Jakarta, ebcmedia – Peneliti Indonesia Corruption Watch (ICW) Yassar Aulia mengkritik wacana kepala daerah kembali dipilih lewat DPRD yang dilontarkan oleh Presiden Prabowo Subianto. Ia menilai gagasan itu tidak menjawab akar masalah terkait biaya politik yang dinilai mahal.
“Presiden Prabowo menyarankan uang yang selama ini digelontorkan untuk pemilihan kepala daerah secara langsung dapat disalurkan untuk program-program lain, seperti memberi makan anak-anak atau memperbaiki sekolah. Di satu sisi, memang sama tidak ada yang salah apabila presiden hendak memprioritaskan anggaran negara untuk kebijakan-kebijakan yang hendak mendorong kesejahteraan masyarakat,” kata Yassar, dikutip dari Detik.com.

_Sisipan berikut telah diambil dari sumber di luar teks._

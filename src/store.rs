//! Append-only container of named, gzip compressed arrays.
//!
//! Layout: the magic `CHESSPOS`, followed by entries of
//! `name_len: u32, name, dtype: u8, rank: u8, dims: [u64; rank], payload_len: u64, payload`
//! where the payload is a gzip stream of the raw elements (bools as one byte,
//! i32 little endian). Entries are never rewritten; a failed append is truncated away.
//! A chunk is complete once both its `encoding_<i>` and `game_id_<i>` entries are present.

use crate::codec::Encoding;
use crate::error::{CodecError, StoreError};
use byteorder::{LittleEndian, ReadBytesExt, WriteBytesExt};
use flate2::read::GzDecoder;
use flate2::write::GzEncoder;
use flate2::Compression;
use std::collections::HashMap;
use std::fs::{File, OpenOptions};
use std::io::{self, BufReader, Read, Seek, SeekFrom, Write};
use std::path::{Path, PathBuf};

const MAGIC: &[u8; 8] = b"CHESSPOS";

pub fn encoding_name(chunk: usize) -> String {
    format!("encoding_{}", chunk)
}

pub fn game_id_name(chunk: usize) -> String {
    format!("game_id_{}", chunk)
}

#[derive(Debug, Clone, Copy, PartialEq, Eq)]
pub enum Dtype {
    Bool,
    I32,
}

impl Dtype {
    fn code(self) -> u8 {
        match self {
            Dtype::Bool => 0,
            Dtype::I32 => 1,
        }
    }

    fn from_code(code: u8) -> Option<Dtype> {
        match code {
            0 => Some(Dtype::Bool),
            1 => Some(Dtype::I32),
            _ => None,
        }
    }
}

#[derive(Debug, Clone, PartialEq, Eq)]
pub enum ArrayData {
    Bool(Vec<bool>),
    I32(Vec<i32>),
}

impl ArrayData {
    pub fn len(&self) -> usize {
        match self {
            ArrayData::Bool(data) => data.len(),
            ArrayData::I32(data) => data.len(),
        }
    }

    pub fn is_empty(&self) -> bool {
        self.len() == 0
    }

    pub fn dtype(&self) -> Dtype {
        match self {
            ArrayData::Bool(_) => Dtype::Bool,
            ArrayData::I32(_) => Dtype::I32,
        }
    }
}

/// A row-major n-dimensional array
#[derive(Debug, Clone, PartialEq, Eq)]
pub struct Array {
    pub shape: Vec<usize>,
    pub data: ArrayData,
}

impl Array {
    /// Number of records along the first axis
    pub fn records(&self) -> usize {
        self.shape.first().copied().unwrap_or(0)
    }

    /// The i-th record of a boolean batch as an encoding
    pub fn encoding(&self, i: usize) -> Option<Result<Encoding, CodecError>> {
        let ArrayData::Bool(bits) = &self.data else {
            return None;
        };
        if i >= self.records() {
            return None;
        }

        let record_shape = self.shape[1..].to_vec();
        let record_len: usize = record_shape.iter().product();
        let bits = bits.get(i * record_len..(i + 1) * record_len)?;

        Some(Encoding::new(record_shape, bits.to_vec()))
    }
}

/// Location and description of an entry in the container
#[derive(Debug, Clone, PartialEq, Eq)]
pub struct EntryInfo {
    pub name: String,
    pub dtype: Dtype,
    pub shape: Vec<usize>,
    /// Where the entry header starts
    start: u64,
    /// Where the payload starts
    offset: u64,
    payload_len: u64,
}

/// An open container. Only one writer may use a file at a time.
pub struct ChunkStore {
    path: PathBuf,
    file: File,
    entries: Vec<EntryInfo>,
    index: HashMap<String, usize>,

    /// Length of the valid part of the file
    len: u64,
}

impl ChunkStore {
    /// Creates an empty container, replacing any existing file
    pub fn create<P: AsRef<Path>>(path: P) -> Result<Self, StoreError> {
        let path = path.as_ref().to_path_buf();
        let mut file = OpenOptions::new()
            .read(true)
            .write(true)
            .create(true)
            .truncate(true)
            .open(&path)?;

        file.write_all(MAGIC)?;
        file.sync_data()?;

        Ok(ChunkStore {
            path,
            file,
            entries: Vec::new(),
            index: HashMap::new(),
            len: MAGIC.len() as u64,
        })
    }

    /// Opens an existing container and indexes its entries
    pub fn open<P: AsRef<Path>>(path: P) -> Result<Self, StoreError> {
        let path = path.as_ref().to_path_buf();
        let file = OpenOptions::new().read(true).write(true).open(&path)?;
        let file_len = file.metadata()?.len();

        let mut reader = BufReader::new(&file);
        let mut magic = [0u8; 8];
        reader
            .read_exact(&mut magic)
            .map_err(|_| StoreError::Corrupt("missing header".to_string()))?;
        if &magic != MAGIC {
            return Err(StoreError::Corrupt("bad magic".to_string()));
        }

        let mut entries = Vec::new();
        let mut pos = MAGIC.len() as u64;

        while pos < file_len {
            let (mut entry, header_len) = read_entry_header(&mut reader, file_len - pos)
                .map_err(|e| StoreError::Corrupt(format!("entry at offset {}: {}", pos, e)))?;

            entry.start = pos;
            entry.offset = pos + header_len;
            let payload_end = entry
                .offset
                .checked_add(entry.payload_len)
                .filter(|&end| end <= file_len)
                .ok_or_else(|| {
                    StoreError::Corrupt(format!("entry {} ends past the end of file", entry.name))
                })?;

            reader.seek_relative(entry.payload_len as i64)?;
            entries.push(entry);
            pos = payload_end;
        }
        drop(reader);

        // an interrupted write_chunk leaves an encoding without its game ids
        if let Some(orphan) = entries.last().filter(|entry| is_orphan(entry, &entries)) {
            log::warn!(
                "{}: removing {}, its chunk was not completely written",
                path.display(),
                orphan.name
            );
            pos = orphan.start;
            file.set_len(pos)?;
            file.sync_data()?;
            entries.pop();
        }

        let index = entries
            .iter()
            .enumerate()
            .map(|(i, entry)| (entry.name.clone(), i))
            .collect();

        Ok(ChunkStore {
            path,
            file,
            entries,
            index,
            len: pos,
        })
    }

    /// Opens the container if the file exists, creates it otherwise
    pub fn open_or_create<P: AsRef<Path>>(path: P) -> Result<Self, StoreError> {
        if path.as_ref().exists() {
            Self::open(path)
        } else {
            Self::create(path)
        }
    }

    pub fn path(&self) -> &Path {
        &self.path
    }

    pub fn entries(&self) -> &[EntryInfo] {
        &self.entries
    }

    pub fn contains(&self, name: &str) -> bool {
        self.index.contains_key(name)
    }

    /// Number of complete chunks
    pub fn chunk_count(&self) -> usize {
        self.entries
            .iter()
            .filter_map(|entry| entry.name.strip_prefix("encoding_"))
            .filter(|chunk| self.contains(&format!("game_id_{}", chunk)))
            .count()
    }

    /// Appends a single entry
    pub fn append(&mut self, name: &str, array: &Array) -> Result<(), StoreError> {
        let start = self.len;
        let result = self.append_unsynced(name, array);
        self.finish(start, result)
    }

    /// Appends the encodings and game ids of a chunk. Either both entries are written or none.
    pub fn write_chunk(
        &mut self,
        chunk: usize,
        encodings: &Array,
        game_ids: &Array,
    ) -> Result<(), StoreError> {
        let start = self.len;
        let result = self
            .append_unsynced(&encoding_name(chunk), encodings)
            .and_then(|_| self.append_unsynced(&game_id_name(chunk), game_ids));
        self.finish(start, result)
    }

    pub fn read(&mut self, name: &str) -> Result<Array, StoreError> {
        let entry = self
            .index
            .get(name)
            .map(|&i| self.entries[i].clone())
            .ok_or_else(|| StoreError::MissingEntry(name.to_string()))?;

        self.file.seek(SeekFrom::Start(entry.offset))?;
        let mut raw = Vec::new();
        GzDecoder::new((&self.file).take(entry.payload_len))
            .read_to_end(&mut raw)
            .map_err(|e| StoreError::Corrupt(format!("entry {}: {}", name, e)))?;

        let count: usize = entry.shape.iter().product();
        let data = match entry.dtype {
            Dtype::Bool => ArrayData::Bool(raw.iter().map(|&b| b != 0).collect()),
            Dtype::I32 => {
                if raw.len() % 4 != 0 {
                    return Err(StoreError::Corrupt(format!("entry {}: partial i32", name)));
                }
                let mut values = vec![0i32; raw.len() / 4];
                raw.as_slice().read_i32_into::<LittleEndian>(&mut values)?;
                ArrayData::I32(values)
            }
        };

        if data.len() != count {
            return Err(StoreError::Corrupt(format!(
                "entry {}: {} elements for shape {:?}",
                name,
                data.len(),
                entry.shape
            )));
        }

        Ok(Array {
            shape: entry.shape,
            data,
        })
    }

    fn append_unsynced(&mut self, name: &str, array: &Array) -> Result<(), StoreError> {
        if self.contains(name) {
            return Err(StoreError::DuplicateEntry(name.to_string()));
        }
        if array.shape.iter().product::<usize>() != array.data.len() {
            return Err(StoreError::InvalidArray(format!(
                "{} elements for shape {:?}",
                array.data.len(),
                array.shape
            )));
        }

        let payload = compress(&array.data)?;

        let mut header = Vec::new();
        header.write_u32::<LittleEndian>(name.len() as u32)?;
        header.write_all(name.as_bytes())?;
        header.write_u8(array.data.dtype().code())?;
        header.write_u8(array.shape.len() as u8)?;
        for &dim in &array.shape {
            header.write_u64::<LittleEndian>(dim as u64)?;
        }
        header.write_u64::<LittleEndian>(payload.len() as u64)?;

        self.file.seek(SeekFrom::Start(self.len))?;
        self.file.write_all(&header)?;
        self.file.write_all(&payload)?;

        let offset = self.len + header.len() as u64;
        self.index.insert(name.to_string(), self.entries.len());
        self.entries.push(EntryInfo {
            name: name.to_string(),
            dtype: array.data.dtype(),
            shape: array.shape.clone(),
            start: self.len,
            offset,
            payload_len: payload.len() as u64,
        });
        self.len = offset + payload.len() as u64;

        Ok(())
    }

    /// Makes a successful append durable, or rolls the file back to `start`
    fn finish(&mut self, start: u64, result: Result<(), StoreError>) -> Result<(), StoreError> {
        match result.and_then(|_| self.file.sync_data().map_err(StoreError::from)) {
            Ok(()) => Ok(()),
            Err(err) => {
                self.rollback(start);
                Err(err)
            }
        }
    }

    fn rollback(&mut self, start: u64) {
        while let Some(entry) = self.entries.last() {
            if entry.start < start {
                break;
            }
            self.index.remove(&entry.name);
            self.entries.pop();
        }
        self.len = start;

        if let Err(err) = self.file.set_len(start) {
            log::error!(
                "could not truncate {} after a failed write: {}",
                self.path.display(),
                err
            );
        }
    }
}

fn is_orphan(entry: &EntryInfo, entries: &[EntryInfo]) -> bool {
    entry.name.strip_prefix("encoding_").is_some_and(|chunk| {
        let game_ids = format!("game_id_{}", chunk);
        !entries.iter().any(|other| other.name == game_ids)
    })
}

/// Reads the fixed part of an entry, returning it with the size of the header in bytes.
/// `remaining` is the number of bytes left in the file; lengths pointing past it are rejected.
/// The positions are left for the caller to fill.
fn read_entry_header<R: Read>(reader: &mut R, remaining: u64) -> io::Result<(EntryInfo, u64)> {
    let past_end = || io::Error::new(io::ErrorKind::UnexpectedEof, "header past end of file");

    let name_len = reader.read_u32::<LittleEndian>()? as u64;
    // name length, name, dtype, rank and payload length
    if 4 + name_len + 1 + 1 + 8 > remaining {
        return Err(past_end());
    }
    let mut name = vec![0u8; name_len as usize];
    reader.read_exact(&mut name)?;
    let name = String::from_utf8(name)
        .map_err(|_| io::Error::new(io::ErrorKind::InvalidData, "entry name is not utf-8"))?;

    let dtype = Dtype::from_code(reader.read_u8()?)
        .ok_or_else(|| io::Error::new(io::ErrorKind::InvalidData, "unknown dtype"))?;

    let rank = reader.read_u8()? as u64;
    let header_len = 4 + name_len + 1 + 1 + 8 * rank + 8;
    if header_len > remaining {
        return Err(past_end());
    }

    let mut shape = Vec::with_capacity(rank as usize);
    for _ in 0..rank {
        shape.push(reader.read_u64::<LittleEndian>()? as usize);
    }

    let payload_len = reader.read_u64::<LittleEndian>()?;

    let info = EntryInfo {
        name,
        dtype,
        shape,
        start: 0,
        offset: 0,
        payload_len,
    };
    Ok((info, header_len))
}

fn compress(data: &ArrayData) -> io::Result<Vec<u8>> {
    let mut encoder = GzEncoder::new(Vec::new(), Compression::best());

    match data {
        ArrayData::Bool(bits) => {
            let bytes: Vec<u8> = bits.iter().map(|&b| b as u8).collect();
            encoder.write_all(&bytes)?;
        }
        ArrayData::I32(values) => {
            for &value in values {
                encoder.write_i32::<LittleEndian>(value)?;
            }
        }
    }

    encoder.finish()
}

Ia menilai Prabowo seharusnya tidak mengorbankan hak pilih warga yang diatur dalam konstitusi untuk memuluskan kebijakan pemerintahannya yang lain.
“Presiden Prabowo keliru ketika seakan mempertentangkan dua hal yang sebetulnya tidak perlu dipertentangkan. Maksudnya adalah jika pemerintah hendak sungguh-sungguh membuat kebijakan yang berpihak dengan kebutuhan rakyat kecil, hal tersebut sangat mungkin untuk dilakukan tanpa harus secara gegabah ‘mengorbankan’ hak konstitusional warga untuk memilih secara langsung pemimpin daerah mereka,” jelas Yassar.
Menurutnya, akar masalah dari mahalnya ongkos politik dalam pesta demokrasi di Indonesia akibat dari maraknya praktik korupsi. Para calon kepala daerah terpaku untuk menggelontorkan uang banyak dengan harapan bisa membeli suara warga.
“ICW berpandangan akar masalah dari inefisiensi implementasi kebijakan dan maraknya bocor anggaran publik adalah karena korupsi. Dapat dibayangkan, selama 10 tahun Joko Widodo memimpin saja, negara telah merugi sekitar Rp 290 triliun akibat kasus korupsi,” ungkap Yassar
“Dalam konteks biaya politik yang mahal, hal ini juga sebetulnya disebabkan oleh lebih seringnya para kandidat pemilihan untuk menggunakan praktik-praktik korup yang transaksional seperti vote buying dan ‘mahar politik’ agar dapat diusung oleh partai politik,” sambungnya.
ICW menilai ada sejumlah langkah yang bisa dilakukan pemerintahan Prabowo dalam melakukan efisiensi penggunaan anggaran untuk gelaran pemilihan langsung. Salah satunya ialah mendorong disahkan RUU Perampasan Aset untuk memaksimalkan pengembalian kerugian negara yang telah diambil koruptor.
“Presiden dapat dengan segera mendorong koalisi partai pendukungnya di Dewan Perwakilan Rakyat untuk mengesahkan RUU Perampasan Aset yang substansi normanya dapat memungkinkan asset recovery yang lebih optimal dari kasus-kasus korupsi yang merugikan keuangan negara; memajaki secara progresif kelompok ultrakaya melalui wealth tax ketimbang membebankan kelas menengah ke bawah dengan kenaikan PPN 12 persen; atau, sesederhana dengan merampingkan komposisi kabinetnya yang telah banyak dinilai terlalu gemuk akibat banyaknya pos-pos baru seperti Utusan Khusus,” pungkas Yassar.